The best athlete wants his opponent at his best.
The best general enters the mind of his enemy.
The best businessman serves the communal good.
The best leader follows the will of the people.
All of them embody the virtue of non-competition.
Not that they don’t love to compete,
but they do it in the spirit of play.
In this, they are like children
and in harmony with the Tao.
(Tao Te Ching, chapter 68, translation by Stephen Mitchell)
A couple chapters ago, Lao Tzu was speaking of the Master. And he said of her, “She competes with no one and no one can compete with her.” That was our introduction to what Lao Tzu, in today’s chapter, calls the virtue of non-competition.
Before we extol this virtue, I’d like to remind my readers that Lao Tzu likes to use plays on words that are unfamiliar to our western minds. Like when he says not-doing. He doesn’t mean doing nothing, he means not-doing doing. Also known as, effortless action. And when he says not-knowing. He doesn’t mean that we know nothing, he means not-knowing knowing. This is knowing that we don’t know. The humble position to take to receive all knowledge. Not-competing is, likewise, not-competing competing. Which Lao Tzu says is playing at it, like children.

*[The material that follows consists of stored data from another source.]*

//! # Report Configuration
//!
//! Configuration management for the costing report.
//!
//! ## Configuration Sources
//! ```text
//! ┌─────────────────────────────────────────────────────────────────────────┐
//! │                    Configuration Priority                               │
//! │                                                                         │
//! │  1. Command-line flags (highest priority)                              │
//! │     --snapshot ./boms.json --format json                               │
//! │                                                                         │
//! │  2. Environment Variables                                              │
//! │     COSTBOOK_SNAPSHOT=./boms.json                                      │
//! │     COSTBOOK_FORMAT=json                                               │
//! │                                                                         │
//! │  3. TOML Config File                                                   │
//! │     ~/.config/costbook/report.toml (Linux)                             │
//! │     ~/Library/Application Support/com.costbook.costbook/report.toml    │
//! │                                                                         │
//! │  4. Default Values (lowest priority)                                   │
//! │     table output, warnings shown, stored material costs                │
//! └─────────────────────────────────────────────────────────────────────────┘
//! ```
//!
//! ## Configuration File Format
//! ```toml
//! # report.toml
//! [snapshot]
//! path = "/home/maria/costbook/export.json"
//!
//! [output]
//! format = "table"          # table | json
//! show_warnings = true
//! cost_method = "latest"    # latest | weighted_average (omit to keep stored costs)
//!
//! [logging]
//! filter = "info,costbook=debug"
//! ```

use std::fmt;
use std::path::PathBuf;

use costbook_core::CostMethod;
use serde::{Deserialize, Serialize};
use tracing::{debug, info, warn};

use crate::error::{ReportError, ReportResult};

// =============================================================================
// Output Format
// =============================================================================

/// How the report is printed.
#[derive(Debug, Clone, Copy, PartialEq, Eq, Default, Serialize, Deserialize, clap::ValueEnum)]
#[serde(rename_all = "snake_case")]
pub enum OutputFormat {
    /// Aligned text table for a terminal.
    #[default]
    Table,
    /// Pretty-printed JSON for other tools.
    Json,
}

impl fmt::Display for OutputFormat {
    fn fmt(&self, f: &mut fmt::Formatter<'_>) -> fmt::Result {
        match self {
            OutputFormat::Table => write!(f, "table"),
            OutputFormat::Json => write!(f, "json"),
        }
    }
}

impl std::str::FromStr for OutputFormat {
    type Err = ReportError;

    fn from_str(s: &str) -> Result<Self, Self::Err> {
        match s.to_lowercase().as_str() {
            "table" | "text" => Ok(OutputFormat::Table),
            "json" => Ok(OutputFormat::Json),
            other => Err(ReportError::InvalidConfig(format!(
                "Unknown output format: '{}'. Valid options: table, json",
                other
            ))),
        }
    }
}

// =============================================================================
// Sections
// =============================================================================

/// Where the materials/BOM snapshot comes from.
#[derive(Debug, Clone, Default, Serialize, Deserialize)]
pub struct SnapshotSettings {
    /// Path to the snapshot JSON document.
    #[serde(default)]
    pub path: Option<PathBuf>,
}

/// Report output settings.
#[derive(Debug, Clone, Serialize, Deserialize)]
pub struct OutputSettings {
    #[serde(default)]
    pub format: OutputFormat,

    /// Print "Circular reference detected" etc. next to flagged BOMs.
    #[serde(default = "default_true")]
    pub show_warnings: bool,

    /// Re-cost materials from purchase records before resolving.
    /// `None` keeps the unit costs stored on the materials.
    #[serde(default)]
    pub cost_method: Option<CostMethod>,
}

fn default_true() -> bool {
    true
}

impl Default for OutputSettings {
    fn default() -> Self {
        OutputSettings {
            format: OutputFormat::default(),
            show_warnings: true,
            cost_method: None,
        }
    }
}

/// Logging settings.
#[derive(Debug, Clone, Serialize, Deserialize)]
pub struct LoggingSettings {
    /// `tracing_subscriber::EnvFilter` directive; `RUST_LOG` still wins.
    #[serde(default = "default_filter")]
    pub filter: String,
}

fn default_filter() -> String {
    "info,costbook=debug".to_string()
}

impl Default for LoggingSettings {
    fn default() -> Self {
        LoggingSettings {
            filter: default_filter(),
        }
    }
}

// =============================================================================
// Main Report Configuration
// =============================================================================

/// Complete report configuration.
#[derive(Debug, Clone, Default, Serialize, Deserialize)]
pub struct ReportConfig {
    #[serde(default)]
    pub snapshot: SnapshotSettings,

    #[serde(default)]
    pub output: OutputSettings,

    #[serde(default)]
    pub logging: LoggingSettings,
}

impl ReportConfig {
    /// Loads configuration from file, environment, and defaults.
    ///
    /// ## Load Order (later overrides earlier)
    /// 1. Default values
    /// 2. Config file (report.toml)
    /// 3. Environment variables
    ///
    /// Runs before the subscriber is installed, so its own log lines only
    /// show up when a subscriber already exists (e.g. in tests).
    pub fn load(config_path: Option<PathBuf>) -> ReportResult<Self> {
        let mut config = Self::default();

        if let Some(path) = config_path.or_else(Self::default_config_path) {
            if path.exists() {
                info!(?path, "Loading report config from file");
                let contents = std::fs::read_to_string(&path)?;
                config = Self::from_toml(&contents)?;
            } else {
                debug!(?path, "Config file not found, using defaults");
            }
        }

        config.apply_env_overrides();
        config.validate()?;

        Ok(config)
    }

    /// Parses a TOML document; missing sections fall back to defaults.
    pub fn from_toml(contents: &str) -> ReportResult<Self> {
        Ok(toml::from_str(contents)?)
    }

    /// Validates the configuration.
    pub fn validate(&self) -> ReportResult<()> {
        if self.logging.filter.trim().is_empty() {
            return Err(ReportError::InvalidConfig(
                "logging.filter must not be empty".into(),
            ));
        }

        if let Some(path) = &self.snapshot.path {
            if path.as_os_str().is_empty() {
                return Err(ReportError::InvalidConfig(
                    "snapshot.path must not be empty".into(),
                ));
            }
        }

        Ok(())
    }

    /// Applies environment variable overrides.
    fn apply_env_overrides(&mut self) {
        self.apply_overrides(|key| std::env::var(key).ok());
    }

    /// Applies overrides from any key lookup (the environment in production).
    pub fn apply_overrides<F>(&mut self, lookup: F)
    where
        F: Fn(&str) -> Option<String>,
    {
        if let Some(path) = lookup("COSTBOOK_SNAPSHOT") {
            debug!(path = %path, "Overriding snapshot path from environment");
            self.snapshot.path = Some(PathBuf::from(path));
        }

        if let Some(format) = lookup("COSTBOOK_FORMAT") {
            match format.parse() {
                Ok(parsed) => self.output.format = parsed,
                Err(_) => warn!(format = %format, "Unknown output format in environment"),
            }
        }

        if let Some(method) = lookup("COSTBOOK_COST_METHOD") {
            match method.parse() {
                Ok(parsed) => self.output.cost_method = Some(parsed),
                Err(_) => warn!(method = %method, "Unknown cost method in environment"),
            }
        }

        if let Some(flag) = lookup("COSTBOOK_SHOW_WARNINGS") {
            if let Ok(show) = flag.parse::<bool>() {
                self.output.show_warnings = show;
            }
        }

        if let Some(filter) = lookup("COSTBOOK_LOG") {
            self.logging.filter = filter;
        }
    }

    /// Returns the default config file path.
    fn default_config_path() -> Option<PathBuf> {
        directories::ProjectDirs::from("com", "costbook", "costbook")
            .map(|dirs| dirs.config_dir().join("report.toml"))
    }
}

#[cfg(test)]
mod tests {
    use super::*;
    use std::collections::HashMap;
    use std::io::Write;

    #[test]
    fn test_default_config() {
        let config = ReportConfig::default();
        assert_eq!(config.output.format, OutputFormat::Table);
        assert!(config.output.show_warnings);
        assert!(config.output.cost_method.is_none());
        assert!(config.snapshot.path.is_none());
        assert!(config.validate().is_ok());
    }

    #[test]
    fn test_output_format_parsing() {
        assert_eq!("json".parse::<OutputFormat>().unwrap(), OutputFormat::Json);
        assert_eq!("TEXT".parse::<OutputFormat>().unwrap(), OutputFormat::Table);
        assert!("xml".parse::<OutputFormat>().is_err());
    }

    #[test]
    fn test_partial_toml_keeps_defaults() {
        let config = ReportConfig::from_toml(
            r#"
            [output]
            format = "json"
            cost_method = "weighted_average"
            "#,
        )
        .unwrap();

        assert_eq!(config.output.format, OutputFormat::Json);
        assert_eq!(config.output.cost_method, Some(CostMethod::WeightedAverage));
        assert!(config.output.show_warnings);
        assert_eq!(config.logging.filter, "info,costbook=debug");
    }

    #[test]
    fn test_overrides() {
        let env: HashMap<&str, &str> = [
            ("COSTBOOK_SNAPSHOT", "/data/export.json"),
            ("COSTBOOK_FORMAT", "json"),
            ("COSTBOOK_COST_METHOD", "bogus"),
            ("COSTBOOK_SHOW_WARNINGS", "false"),
        ]
        .into_iter()
        .collect();

        let mut config = ReportConfig::default();
        config.apply_overrides(|key| env.get(key).map(|v| v.to_string()));

        assert_eq!(
            config.snapshot.path,
            Some(PathBuf::from("/data/export.json"))
        );
        assert_eq!(config.output.format, OutputFormat::Json);
        assert!(config.output.cost_method.is_none());
        assert!(!config.output.show_warnings);
    }

    #[test]
    fn test_validation() {
        let mut config = ReportConfig::default();
        config.logging.filter = "  ".to_string();
        assert!(config.validate().is_err());

        let mut config = ReportConfig::default();
        config.snapshot.path = Some(PathBuf::new());
        assert!(config.validate().is_err());
    }

    #[test]
    fn test_load_from_file() {
        let mut file = tempfile::NamedTempFile::new().unwrap();
        writeln!(file, "[snapshot]\npath = \"boms.json\"").unwrap();

        let config = ReportConfig::load(Some(file.path().to_path_buf())).unwrap();
        assert!(config.snapshot.path.is_some());
    }

    #[test]
    fn test_invalid_toml_fails() {
        let err = ReportConfig::from_toml("[output\nformat = ").unwrap_err();
        assert!(matches!(err, ReportError::ConfigLoadFailed(_)));
    }

    #[test]
    fn test_toml_round_trip() {
        let mut config = ReportConfig::default();
        config.output.cost_method = Some(CostMethod::Latest);

        let text = toml::to_string_pretty(&config).unwrap();
        let parsed = ReportConfig::from_toml(&text).unwrap();
        assert_eq!(parsed.output.cost_method, Some(CostMethod::Latest));
    }
}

Lao Tzu likes to invoke images of children at play; because he sees in their innocence, in their youthful exuberance, in their unencumbered imaginations, a primal harmony with the Tao; that is what he wants us adults to practice, each and every day.
Always, he points at children, saying, “Look over there. They do naturally; what you, as an adult, have long ago forgotten.” That is the heart of what Lao Tzu is saying to us today.
For we all love to compete. From the youngest of us to the oldest. We love to compete; and truth be told, we want to win. We just need to follow the example of children. When we compete, we need to do it in the spirit of play. That places us smack dab in the middle of harmony with the Tao.
Consider for a moment, the best athlete in the world. They want their opponent at their very best. To best an opponent that wasn’t at their best wouldn’t provide any where near the satisfaction of having them at their best.
In the same way, the best general gets into the mind of his enemy. You want to know exactly what they are thinking. Like a good game of chess, you want to try and figure out, ahead of time, what moves they are going to be making, before they make their move. We will talk more in tomorrow’s chapter about the military strategy of generals, so I won’t go into more detail, today.
Because I am a market anarchist, I believe very strongly in the virtue of free-market competition, unencumbered by State regulation or subsidies. So, the example of the best businessman is of particular interest to me. A businessman will never be at their best as long as the State is favoring a few at the expense of others. It is good for the community that businessmen are competing to be their very best. So, what can we expect from a businessman at their best? Lao Tzu tells us that we should expect them to serve the good of the community. They understand that what is good for the whole community is good for them. They, too, engage in competition with the express purpose of winning. But don’t think for a minute, that the best in business would ever sacrifice the good of the community in order to achieve their win. Any businessman that does that, isn’t competing in harmony with the Tao. And, out of harmony with the Tao, they aren’t at their best.
Finally, Lao Tzu, comes back to leaders. He has been spending a great deal of time here in the preceding chapters. He has told us in many different ways how to be a great leader. But this, I think, is the first time that he has said how to be the very best. Still, it is very familiar to those of us that have been paying attention. If you want to be the very best leader, then follow the will of the people. Leading by following. Placing yourself below. Content to serve as an example. Not desiring to use force; or otherwise, manipulate and control.
Yeah, I like this being in harmony with the Tao. It is playing, like we are children, again.